YOUR GOAL
Please retype the material beneath this task exactly, starting with its first line and finishing with the line containing "pub enum CliError".
--- DATA SUPPLIED Enclosed Below ---
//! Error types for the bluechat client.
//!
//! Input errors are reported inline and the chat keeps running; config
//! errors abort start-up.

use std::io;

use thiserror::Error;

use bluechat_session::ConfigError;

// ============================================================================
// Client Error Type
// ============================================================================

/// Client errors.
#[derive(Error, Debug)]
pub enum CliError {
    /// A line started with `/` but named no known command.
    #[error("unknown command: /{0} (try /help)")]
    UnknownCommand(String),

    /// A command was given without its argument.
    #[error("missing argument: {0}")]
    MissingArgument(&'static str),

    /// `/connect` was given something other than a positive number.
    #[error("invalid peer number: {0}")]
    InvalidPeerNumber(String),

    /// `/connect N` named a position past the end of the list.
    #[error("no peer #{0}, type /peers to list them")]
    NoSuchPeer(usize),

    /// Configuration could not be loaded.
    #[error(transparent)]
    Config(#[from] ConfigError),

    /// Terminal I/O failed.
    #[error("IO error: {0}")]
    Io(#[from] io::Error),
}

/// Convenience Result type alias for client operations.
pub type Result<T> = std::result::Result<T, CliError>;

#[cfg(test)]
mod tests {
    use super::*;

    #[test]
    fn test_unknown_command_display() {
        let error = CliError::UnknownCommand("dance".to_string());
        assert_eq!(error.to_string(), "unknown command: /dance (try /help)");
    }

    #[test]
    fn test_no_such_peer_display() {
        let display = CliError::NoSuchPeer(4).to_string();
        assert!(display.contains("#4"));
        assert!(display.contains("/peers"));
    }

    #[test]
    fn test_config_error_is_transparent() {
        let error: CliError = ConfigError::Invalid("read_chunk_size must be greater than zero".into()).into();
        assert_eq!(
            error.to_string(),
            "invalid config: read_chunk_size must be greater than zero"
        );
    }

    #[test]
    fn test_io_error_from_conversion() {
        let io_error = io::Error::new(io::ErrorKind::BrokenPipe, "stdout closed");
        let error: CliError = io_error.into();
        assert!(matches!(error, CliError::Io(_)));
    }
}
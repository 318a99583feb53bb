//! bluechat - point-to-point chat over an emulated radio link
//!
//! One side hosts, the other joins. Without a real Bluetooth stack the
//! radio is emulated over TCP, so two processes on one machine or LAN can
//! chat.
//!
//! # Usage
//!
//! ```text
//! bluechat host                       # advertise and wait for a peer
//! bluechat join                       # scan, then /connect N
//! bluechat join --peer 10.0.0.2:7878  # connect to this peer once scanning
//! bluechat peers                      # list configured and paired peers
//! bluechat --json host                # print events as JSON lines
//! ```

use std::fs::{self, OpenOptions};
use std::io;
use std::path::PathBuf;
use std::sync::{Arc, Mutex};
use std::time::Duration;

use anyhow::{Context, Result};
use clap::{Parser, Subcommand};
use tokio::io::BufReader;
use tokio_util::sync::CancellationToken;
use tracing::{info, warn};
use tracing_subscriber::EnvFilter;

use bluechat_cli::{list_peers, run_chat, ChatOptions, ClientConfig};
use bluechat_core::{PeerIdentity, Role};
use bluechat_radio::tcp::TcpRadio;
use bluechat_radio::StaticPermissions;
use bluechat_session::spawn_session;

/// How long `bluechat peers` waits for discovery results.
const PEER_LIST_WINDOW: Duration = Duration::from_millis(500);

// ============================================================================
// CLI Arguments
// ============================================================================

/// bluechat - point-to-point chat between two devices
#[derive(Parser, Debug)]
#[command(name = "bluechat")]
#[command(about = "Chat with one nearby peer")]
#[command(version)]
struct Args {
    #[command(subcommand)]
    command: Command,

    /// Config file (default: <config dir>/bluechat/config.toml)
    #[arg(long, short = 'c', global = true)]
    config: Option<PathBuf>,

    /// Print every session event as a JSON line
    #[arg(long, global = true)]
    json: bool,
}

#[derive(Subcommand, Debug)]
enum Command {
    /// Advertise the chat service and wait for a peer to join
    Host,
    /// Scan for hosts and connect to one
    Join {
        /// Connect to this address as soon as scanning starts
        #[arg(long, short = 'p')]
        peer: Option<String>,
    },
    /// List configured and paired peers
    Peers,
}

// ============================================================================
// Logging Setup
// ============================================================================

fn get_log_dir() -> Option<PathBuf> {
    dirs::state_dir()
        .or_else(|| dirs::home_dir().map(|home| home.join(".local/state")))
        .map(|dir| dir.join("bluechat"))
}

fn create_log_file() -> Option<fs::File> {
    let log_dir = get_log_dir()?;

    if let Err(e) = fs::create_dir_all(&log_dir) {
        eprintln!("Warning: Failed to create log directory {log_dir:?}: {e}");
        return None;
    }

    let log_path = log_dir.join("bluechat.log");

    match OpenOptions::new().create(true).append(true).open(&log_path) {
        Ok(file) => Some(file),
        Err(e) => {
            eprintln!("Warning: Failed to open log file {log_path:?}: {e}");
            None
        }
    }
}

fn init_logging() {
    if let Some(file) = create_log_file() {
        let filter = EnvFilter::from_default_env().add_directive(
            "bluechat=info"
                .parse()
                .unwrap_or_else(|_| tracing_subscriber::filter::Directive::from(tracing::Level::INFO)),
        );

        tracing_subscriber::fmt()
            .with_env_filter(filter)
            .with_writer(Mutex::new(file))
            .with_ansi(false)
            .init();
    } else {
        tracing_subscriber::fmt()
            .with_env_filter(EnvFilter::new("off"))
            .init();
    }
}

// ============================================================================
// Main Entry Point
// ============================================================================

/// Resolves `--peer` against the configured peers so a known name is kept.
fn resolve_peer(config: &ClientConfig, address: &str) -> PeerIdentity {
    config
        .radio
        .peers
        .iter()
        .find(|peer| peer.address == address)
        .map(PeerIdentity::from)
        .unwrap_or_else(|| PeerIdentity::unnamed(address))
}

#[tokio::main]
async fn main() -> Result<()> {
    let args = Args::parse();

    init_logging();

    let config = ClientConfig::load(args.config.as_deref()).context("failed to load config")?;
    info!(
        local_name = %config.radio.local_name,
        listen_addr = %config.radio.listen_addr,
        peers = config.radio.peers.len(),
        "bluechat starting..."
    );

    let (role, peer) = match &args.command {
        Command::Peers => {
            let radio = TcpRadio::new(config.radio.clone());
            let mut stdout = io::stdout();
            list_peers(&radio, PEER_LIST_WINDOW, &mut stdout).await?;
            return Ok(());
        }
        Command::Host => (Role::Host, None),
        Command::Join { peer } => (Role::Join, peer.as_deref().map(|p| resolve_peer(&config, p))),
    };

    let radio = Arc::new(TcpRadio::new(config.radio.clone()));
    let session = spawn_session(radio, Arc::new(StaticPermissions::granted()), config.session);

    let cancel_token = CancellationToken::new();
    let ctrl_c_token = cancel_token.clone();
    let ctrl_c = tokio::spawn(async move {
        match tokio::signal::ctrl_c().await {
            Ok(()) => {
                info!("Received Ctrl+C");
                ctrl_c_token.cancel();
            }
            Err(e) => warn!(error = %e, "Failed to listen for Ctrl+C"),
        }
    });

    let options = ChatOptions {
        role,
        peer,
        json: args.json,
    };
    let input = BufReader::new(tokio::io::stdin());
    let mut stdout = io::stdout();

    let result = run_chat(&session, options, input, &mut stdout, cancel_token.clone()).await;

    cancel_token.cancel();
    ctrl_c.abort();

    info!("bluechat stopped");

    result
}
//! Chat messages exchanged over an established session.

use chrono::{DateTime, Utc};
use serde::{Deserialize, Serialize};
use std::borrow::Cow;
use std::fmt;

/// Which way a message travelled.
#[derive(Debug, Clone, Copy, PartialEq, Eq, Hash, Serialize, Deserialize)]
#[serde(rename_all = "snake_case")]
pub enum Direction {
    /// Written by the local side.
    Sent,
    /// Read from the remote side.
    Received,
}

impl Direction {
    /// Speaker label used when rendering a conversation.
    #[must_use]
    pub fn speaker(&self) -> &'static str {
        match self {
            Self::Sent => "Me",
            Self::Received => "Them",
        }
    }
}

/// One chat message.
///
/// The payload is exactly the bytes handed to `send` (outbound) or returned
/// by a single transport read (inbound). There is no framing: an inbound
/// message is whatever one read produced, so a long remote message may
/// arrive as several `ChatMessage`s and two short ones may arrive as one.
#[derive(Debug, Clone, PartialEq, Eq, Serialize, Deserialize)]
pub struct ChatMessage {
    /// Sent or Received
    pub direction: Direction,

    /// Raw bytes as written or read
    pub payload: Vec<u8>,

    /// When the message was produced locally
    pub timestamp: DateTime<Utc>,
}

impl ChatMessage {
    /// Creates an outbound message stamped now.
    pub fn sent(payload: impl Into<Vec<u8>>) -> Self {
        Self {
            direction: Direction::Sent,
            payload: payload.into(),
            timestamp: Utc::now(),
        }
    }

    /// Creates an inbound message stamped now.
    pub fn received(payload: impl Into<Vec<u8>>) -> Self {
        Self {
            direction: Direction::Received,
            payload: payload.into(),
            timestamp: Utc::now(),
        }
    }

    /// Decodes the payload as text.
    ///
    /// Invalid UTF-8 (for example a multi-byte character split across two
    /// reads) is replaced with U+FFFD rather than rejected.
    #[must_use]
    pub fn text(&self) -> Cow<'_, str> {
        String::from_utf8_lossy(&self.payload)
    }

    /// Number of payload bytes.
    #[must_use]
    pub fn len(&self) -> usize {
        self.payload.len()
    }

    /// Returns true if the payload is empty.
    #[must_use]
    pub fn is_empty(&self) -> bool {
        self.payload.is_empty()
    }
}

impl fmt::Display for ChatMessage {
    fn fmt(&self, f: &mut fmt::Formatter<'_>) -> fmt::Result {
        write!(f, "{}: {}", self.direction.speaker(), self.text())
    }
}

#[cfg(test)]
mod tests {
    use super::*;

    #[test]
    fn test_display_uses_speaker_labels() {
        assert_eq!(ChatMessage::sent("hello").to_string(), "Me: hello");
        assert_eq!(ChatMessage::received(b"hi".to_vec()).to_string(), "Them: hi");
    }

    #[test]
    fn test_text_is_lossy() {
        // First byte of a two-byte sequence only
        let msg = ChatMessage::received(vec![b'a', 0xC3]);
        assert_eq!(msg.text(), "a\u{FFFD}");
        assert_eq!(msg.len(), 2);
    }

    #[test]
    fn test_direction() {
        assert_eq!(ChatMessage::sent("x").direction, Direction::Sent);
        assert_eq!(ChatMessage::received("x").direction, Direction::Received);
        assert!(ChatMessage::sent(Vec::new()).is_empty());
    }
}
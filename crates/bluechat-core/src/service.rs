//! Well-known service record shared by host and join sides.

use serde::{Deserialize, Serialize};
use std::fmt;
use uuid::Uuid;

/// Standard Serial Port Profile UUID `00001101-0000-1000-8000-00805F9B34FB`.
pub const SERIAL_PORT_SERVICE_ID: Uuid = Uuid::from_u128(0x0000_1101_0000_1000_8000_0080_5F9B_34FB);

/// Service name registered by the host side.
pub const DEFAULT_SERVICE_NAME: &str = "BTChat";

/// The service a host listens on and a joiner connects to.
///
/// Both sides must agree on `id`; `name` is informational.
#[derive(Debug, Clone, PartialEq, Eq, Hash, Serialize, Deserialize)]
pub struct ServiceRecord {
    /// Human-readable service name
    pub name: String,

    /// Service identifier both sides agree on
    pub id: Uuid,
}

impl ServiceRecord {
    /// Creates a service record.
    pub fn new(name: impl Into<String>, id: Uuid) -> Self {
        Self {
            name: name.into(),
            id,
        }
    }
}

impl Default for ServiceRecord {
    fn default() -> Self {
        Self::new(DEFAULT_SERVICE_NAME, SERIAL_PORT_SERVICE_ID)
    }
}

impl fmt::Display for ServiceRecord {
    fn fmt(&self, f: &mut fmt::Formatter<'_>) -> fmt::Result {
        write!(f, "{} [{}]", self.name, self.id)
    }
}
--- End of Enclosed DATA SUPPLIED ---
OUTPUT FOR THIS EXERCISE
//! Error types for the bluechat client.
//!
//! Input errors are reported inline and the chat keeps running; config
//! errors abort start-up.

use std::io;

use thiserror::Error;

use bluechat_session::ConfigError;

// ============================================================================
// Client Error Type
// ============================================================================

/// Client errors.
#[derive(Error, Debug)]
pub enum CliError {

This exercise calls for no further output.